* WHAT TO WORK ON
Scan the entries below for lines holding "contains". Give the number of such lines alone.
(RECORDS SHOWN begins)
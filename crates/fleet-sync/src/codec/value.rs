//! 远端文档的弱类型字段模型
//!
//! 远端文档是 `key -> FieldValue` 的映射，值可以嵌套。时间戳是原生类型，
//! 服务端时间戳用哨兵值表示，由远端在写入时解析。

use std::collections::BTreeMap;

use chrono::{DateTime, Timelike, Utc};

// [-2^63, 2^63)：f64 能精确表示这两个边界
const I64_MIN_F64: f64 = -9_223_372_036_854_775_808.0;
const I64_MAX_F64: f64 = 9_223_372_036_854_775_808.0;

/// 文档字段映射（按 key 排序，便于比较与调试输出）
pub type FieldMap = BTreeMap<String, FieldValue>;

/// 由远端在写入时填充的服务端时间戳
#[derive(Debug, Clone, Copy, PartialEq, Eq, Hash)]
pub enum ServerTimestamp {
    /// 仅在文档首次创建时写入，之后保持不变
    OnCreate,
    /// 每次写入都刷新
    Always,
}

#[derive(Debug, Clone, PartialEq)]
pub enum FieldValue {
    Null,
    Bool(bool),
    Integer(i64),
    Double(f64),
    String(String),
    Timestamp(DateTime<Utc>),
    Array(Vec<FieldValue>),
    Map(FieldMap),
    ServerTimestamp(ServerTimestamp),
}

impl FieldValue {
    /// 构造时间戳值；远端精度为微秒，超出部分截断
    pub fn timestamp(dt: DateTime<Utc>) -> Self {
        FieldValue::Timestamp(truncate_to_micros(dt))
    }

    pub fn as_str(&self) -> Option<&str> {
        match self {
            FieldValue::String(s) => Some(s),
            _ => None,
        }
    }

    /// 整数；值为整数的 Double 也接受（如 `2021.0`），小数与超出 i64 范围的值返回 None
    pub fn as_i64(&self) -> Option<i64> {
        match self {
            FieldValue::Integer(i) => Some(*i),
            FieldValue::Double(d) if d.fract() == 0.0 && (I64_MIN_F64..I64_MAX_F64).contains(d) => {
                Some(*d as i64)
            }
            _ => None,
        }
    }

    pub fn as_bool(&self) -> Option<bool> {
        match self {
            FieldValue::Bool(b) => Some(*b),
            _ => None,
        }
    }

    pub fn as_timestamp(&self) -> Option<DateTime<Utc>> {
        match self {
            FieldValue::Timestamp(t) => Some(*t),
            _ => None,
        }
    }

    pub fn as_map(&self) -> Option<&FieldMap> {
        match self {
            FieldValue::Map(m) => Some(m),
            _ => None,
        }
    }

    pub fn as_array(&self) -> Option<&[FieldValue]> {
        match self {
            FieldValue::Array(a) => Some(a),
            _ => None,
        }
    }

    pub fn is_null(&self) -> bool {
        matches!(self, FieldValue::Null)
    }

    /// 类型名（用于错误信息）
    pub fn type_name(&self) -> &'static str {
        match self {
            FieldValue::Null => "null",
            FieldValue::Bool(_) => "bool",
            FieldValue::Integer(_) => "integer",
            FieldValue::Double(_) => "double",
            FieldValue::String(_) => "string",
            FieldValue::Timestamp(_) => "timestamp",
            FieldValue::Array(_) => "array",
            FieldValue::Map(_) => "map",
            FieldValue::ServerTimestamp(_) => "server_timestamp",
        }
    }
}

fn truncate_to_micros(dt: DateTime<Utc>) -> DateTime<Utc> {
    let nanos = dt.nanosecond();
    dt.with_nanosecond(nanos - nanos % 1_000).unwrap_or(dt)
}

impl From<&str> for FieldValue {
    fn from(v: &str) -> Self {
        FieldValue::String(v.to_string())
    }
}

impl From<String> for FieldValue {
    fn from(v: String) -> Self {
        FieldValue::String(v)
    }
}

impl From<&String> for FieldValue {
    fn from(v: &String) -> Self {
        FieldValue::String(v.clone())
    }
}

impl From<i64> for FieldValue {
    fn from(v: i64) -> Self {
        FieldValue::Integer(v)
    }
}

impl From<i32> for FieldValue {
    fn from(v: i32) -> Self {
        FieldValue::Integer(i64::from(v))
    }
}

impl From<bool> for FieldValue {
    fn from(v: bool) -> Self {
        FieldValue::Bool(v)
    }
}

impl From<f64> for FieldValue {
    fn from(v: f64) -> Self {
        FieldValue::Double(v)
    }
}

impl From<DateTime<Utc>> for FieldValue {
    fn from(v: DateTime<Utc>) -> Self {
        FieldValue::timestamp(v)
    }
}

impl From<FieldMap> for FieldValue {
    fn from(v: FieldMap) -> Self {
        FieldValue::Map(v)
    }
}

impl From<Vec<FieldValue>> for FieldValue {
    fn from(v: Vec<FieldValue>) -> Self {
        FieldValue::Array(v)
    }
}

/// JSON → 文档值。JSON 没有时间戳类型，字符串保持为字符串；
/// 可无损表示为 i64 的数字映射为 Integer，其余为 Double。
impl From<serde_json::Value> for FieldValue {
    fn from(v: serde_json::Value) -> Self {
        match v {
            serde_json::Value::Null => FieldValue::Null,
            serde_json::Value::Bool(b) => FieldValue::Bool(b),
            serde_json::Value::Number(n) => match n.as_i64() {
                Some(i) => FieldValue::Integer(i),
                None => FieldValue::Double(n.as_f64().unwrap_or_default()),
            },
            serde_json::Value::String(s) => FieldValue::String(s),
            serde_json::Value::Array(items) => {
                FieldValue::Array(items.into_iter().map(FieldValue::from).collect())
            }
            serde_json::Value::Object(obj) => FieldValue::Map(
                obj.into_iter()
                    .map(|(k, v)| (k, FieldValue::from(v)))
                    .collect(),
            ),
        }
    }
}

/// 从 JSON 对象构造文档；非对象返回空文档
pub fn field_map_from_json(v: serde_json::Value) -> FieldMap {
    match FieldValue::from(v) {
        FieldValue::Map(m) => m,
        _ => FieldMap::new(),
    }
}
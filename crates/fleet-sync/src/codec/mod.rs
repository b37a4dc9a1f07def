//! 记录编解码：Vehicle 聚合 ⇄ 远端弱类型文档
//!
//! - 编码是全函数：任何 Vehicle 都能编码成文档
//! - 解码是部分函数：`make` / `model` / `year` 与文档 key 必须合法，
//!   其他字段各自回退默认值；召回 / 保养条目独立校验，坏条目只丢弃自身

mod fields;
mod record;
pub mod value;

pub use fields::Fields;
pub use record::{keys, DecodeOutcome, RecordCodec};
pub use value::{field_map_from_json, FieldMap, FieldValue, ServerTimestamp};

use uuid::Uuid;

/// 整条记录解码失败的原因
#[derive(Debug, Clone, PartialEq, Eq, thiserror::Error)]
pub enum DecodeError {
    #[error("invalid document id: {0:?}")]
    InvalidDocumentId(String),
    #[error("missing field `{0}`")]
    MissingField(&'static str),
    #[error("field `{field}` expected {expected}, found {found}")]
    WrongType {
        field: &'static str,
        expected: &'static str,
        found: &'static str,
    },
    #[error("field `{field}` is not a valid id: {value:?}")]
    InvalidId { field: &'static str, value: String },
}

impl DecodeError {
    pub(crate) fn wrong_type(field: &'static str, expected: &'static str, found: &FieldValue) -> Self {
        DecodeError::WrongType {
            field,
            expected,
            found: found.type_name(),
        }
    }
}

/// 被丢弃的嵌套条目（召回 / 保养），父记录照常解码
#[derive(Debug, Clone, PartialEq, Eq)]
pub struct DroppedEntry {
    /// 所在数组的 key，如 "recalls"
    pub collection: &'static str,
    pub index: usize,
    pub reason: DecodeError,
}

/// Vehicle.id → 文档 key（大写带连字符的 UUID）
pub fn document_id(id: Uuid) -> String {
    id.hyphenated().to_string().to_uppercase()
}

/// 文档 key → Vehicle.id；只接受 36 位带连字符形式，大小写不限
pub fn parse_document_id(raw: &str) -> Option<Uuid> {
    if raw.len() != 36 {
        return None;
    }
    Uuid::parse_str(raw).ok()
}
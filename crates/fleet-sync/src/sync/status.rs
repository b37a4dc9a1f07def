//! 粘性的"最近一次同步错误"
//!
//! 变更流的传输 / 权限错误不抛出，而是写入这里；下一个成功应用的批次清除它。

use std::fmt;
use std::sync::Arc;

use chrono::{DateTime, Utc};
use tokio::sync::watch;

use crate::remote::RemoteError;

#[derive(Debug, Clone, Copy, PartialEq, Eq)]
pub enum SyncErrorKind {
    /// 订阅建立失败
    Attach,
    /// 变更流投递了错误
    Stream,
    /// 变更流被关闭
    Closed,
    /// 本地存储 Actor 不可用
    LocalStore,
}

#[derive(Debug, Clone, PartialEq)]
pub struct LastSyncError {
    pub kind: SyncErrorKind,
    pub message: String,
    pub occurred_at: DateTime<Utc>,
}

impl LastSyncError {
    pub fn new(kind: SyncErrorKind, message: impl Into<String>) -> Self {
        Self {
            kind,
            message: message.into(),
            occurred_at: Utc::now(),
        }
    }

    pub fn from_remote(kind: SyncErrorKind, error: &RemoteError) -> Self {
        Self::new(kind, error.to_string())
    }
}

impl fmt::Display for LastSyncError {
    fn fmt(&self, f: &mut fmt::Formatter<'_>) -> fmt::Result {
        f.write_str(&self.message)
    }
}

/// 可观察的同步状态，克隆共享同一个值
#[derive(Debug, Clone)]
pub struct SyncStatus {
    sender: Arc<watch::Sender<Option<LastSyncError>>>,
}

impl Default for SyncStatus {
    fn default() -> Self {
        Self::new()
    }
}

impl SyncStatus {
    pub fn new() -> Self {
        let (sender, _) = watch::channel(None);
        Self {
            sender: Arc::new(sender),
        }
    }

    pub fn current(&self) -> Option<LastSyncError> {
        self.sender.borrow().clone()
    }

    pub fn subscribe(&self) -> watch::Receiver<Option<LastSyncError>> {
        self.sender.subscribe()
    }

    pub fn record(&self, error: LastSyncError) {
        self.sender.send_replace(Some(error));
    }

    /// 清除错误；返回是否确实发生了变化
    pub fn clear(&self) -> bool {
        self.sender.send_if_modified(|current| current.take().is_some())
    }
}
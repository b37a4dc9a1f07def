//! 内存车辆集合
//!
//! 克隆共享同一份数据：集合交给 Actor 线程后，测试仍可通过克隆检查内容、注入故障。

use std::collections::HashSet;
use std::sync::Arc;

use parking_lot::Mutex;
use uuid::Uuid;

use super::LocalCollection;
use crate::error::{FleetSyncError, Result};
use crate::model::Vehicle;

#[derive(Debug, Default)]
struct Inner {
    /// 插入顺序
    vehicles: Vec<Vehicle>,
    /// 涉及这些 id 的任何操作都失败
    failing_ids: HashSet<Uuid>,
    /// 为 true 时 fetch_all 失败
    fail_fetch_all: bool,
}

impl Inner {
    fn check(&self, id: Uuid) -> Result<()> {
        if self.failing_ids.contains(&id) {
            return Err(FleetSyncError::LocalStore(format!(
                "injected failure for {}",
                id
            )));
        }
        Ok(())
    }

    fn position(&self, id: Uuid) -> Option<usize> {
        self.vehicles.iter().position(|v| v.id == id)
    }
}

#[derive(Debug, Clone, Default)]
pub struct MemoryCollection {
    inner: Arc<Mutex<Inner>>,
}

impl MemoryCollection {
    pub fn new() -> Self {
        Self::default()
    }

    pub fn with_vehicles(vehicles: impl IntoIterator<Item = Vehicle>) -> Self {
        let collection = Self::new();
        collection.inner.lock().vehicles.extend(vehicles);
        collection
    }

    /// 之后涉及该 id 的读写都返回 `LocalStore` 错误
    pub fn fail_operations_for(&self, id: Uuid) {
        self.inner.lock().failing_ids.insert(id);
    }

    pub fn fail_fetch_all(&self, fail: bool) {
        self.inner.lock().fail_fetch_all = fail;
    }

    pub fn clear_failures(&self) {
        let mut inner = self.inner.lock();
        inner.failing_ids.clear();
        inner.fail_fetch_all = false;
    }

    /// 当前内容快照
    pub fn snapshot(&self) -> Vec<Vehicle> {
        self.inner.lock().vehicles.clone()
    }

    pub fn len(&self) -> usize {
        self.inner.lock().vehicles.len()
    }

    pub fn is_empty(&self) -> bool {
        self.len() == 0
    }
}

impl LocalCollection for MemoryCollection {
    fn fetch_all(&self) -> Result<Vec<Vehicle>> {
        let inner = self.inner.lock();
        if inner.fail_fetch_all {
            return Err(FleetSyncError::LocalStore("injected fetch_all failure".into()));
        }
        Ok(inner.vehicles.clone())
    }

    fn fetch_by_id(&self, id: Uuid) -> Result<Option<Vehicle>> {
        let inner = self.inner.lock();
        inner.check(id)?;
        Ok(inner.vehicles.iter().find(|v| v.id == id).cloned())
    }

    fn insert(&mut self, vehicle: &Vehicle) -> Result<()> {
        let mut inner = self.inner.lock();
        inner.check(vehicle.id)?;
        if inner.position(vehicle.id).is_some() {
            return Err(FleetSyncError::LocalStore(format!(
                "vehicle {} already exists",
                vehicle.id
            )));
        }
        inner.vehicles.push(vehicle.clone());
        Ok(())
    }

    fn save(&mut self, vehicle: &Vehicle) -> Result<()> {
        let mut inner = self.inner.lock();
        inner.check(vehicle.id)?;
        match inner.position(vehicle.id) {
            Some(i) => inner.vehicles[i] = vehicle.clone(),
            None => inner.vehicles.push(vehicle.clone()),
        }
        Ok(())
    }

    fn delete(&mut self, id: Uuid) -> Result<bool> {
        let mut inner = self.inner.lock();
        inner.check(id)?;
        match inner.position(id) {
            Some(i) => {
                inner.vehicles.remove(i);
                Ok(true)
            }
            None => Ok(false),
        }
    }

    fn count(&self) -> Result<usize> {
        Ok(self.inner.lock().vehicles.len())
    }
}

#[cfg(test)]
mod tests {
    use super::*;

    #[test]
    fn insert_rejects_duplicate_ids() {
        let mut store = MemoryCollection::new();
        let v = Vehicle::new("Honda", "Civic", 2024);
        store.insert(&v).unwrap();
        assert!(store.insert(&v).is_err());
        assert_eq!(store.len(), 1);
    }

    #[test]
    fn save_overwrites_in_place() {
        let a = Vehicle::new("Honda", "Civic", 2024);
        let b = Vehicle::new("Tesla", "Model 3", 2021);
        let mut store = MemoryCollection::with_vehicles([a.clone(), b.clone()]);

        let mut edited = a.clone();
        edited.mileage = 42;
        store.save(&edited).unwrap();

        let all = store.fetch_all().unwrap();
        assert_eq!(all.len(), 2);
        assert_eq!(all[0].id, a.id);
        assert_eq!(all[0].mileage, 42);
        assert_eq!(all[1].id, b.id);
    }

    #[test]
    fn delete_reports_whether_anything_was_removed() {
        let v = Vehicle::new("Honda", "Civic", 2024);
        let mut store = MemoryCollection::with_vehicles([v.clone()]);
        assert!(store.delete(v.id).unwrap());
        assert!(!store.delete(v.id).unwrap());
        assert!(store.is_empty());
    }

    #[test]
    fn clones_share_state_and_failures() {
        let v = Vehicle::new("Honda", "Civic", 2024);
        let observer = MemoryCollection::new();
        let mut store = observer.clone();
        observer.fail_operations_for(v.id);
        assert!(store.insert(&v).is_err());
        observer.clear_failures();
        store.insert(&v).unwrap();
        assert_eq!(observer.snapshot(), vec![v]);
    }
}
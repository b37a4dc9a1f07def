//! 会话代数：start / stop 各推进一次，旧订阅持有的 guard 随即失效

use std::sync::atomic::{AtomicU64, Ordering};
use std::sync::Arc;

#[derive(Debug, Clone, Default)]
pub struct SessionEpoch {
    current: Arc<AtomicU64>,
}

impl SessionEpoch {
    pub fn new() -> Self {
        Self::default()
    }

    /// 开启新一代，返回其 guard
    pub fn advance(&self) -> SessionGuard {
        let generation = self.current.fetch_add(1, Ordering::SeqCst) + 1;
        SessionGuard {
            generation,
            current: Arc::clone(&self.current),
        }
    }

    /// 使所有已发出的 guard 失效
    pub fn invalidate(&self) {
        self.current.fetch_add(1, Ordering::SeqCst);
    }

    pub fn generation(&self) -> u64 {
        self.current.load(Ordering::SeqCst)
    }
}

/// 在 start 时捕获；之后发生过 stop 或重新 start 则不再有效
#[derive(Debug, Clone)]
pub struct SessionGuard {
    generation: u64,
    current: Arc<AtomicU64>,
}

impl SessionGuard {
    pub fn is_current(&self) -> bool {
        self.current.load(Ordering::SeqCst) == self.generation
    }

    pub fn generation(&self) -> u64 {
        self.generation
    }
}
(RECORDS SHOWN ends)
* TASK RESPONSE
2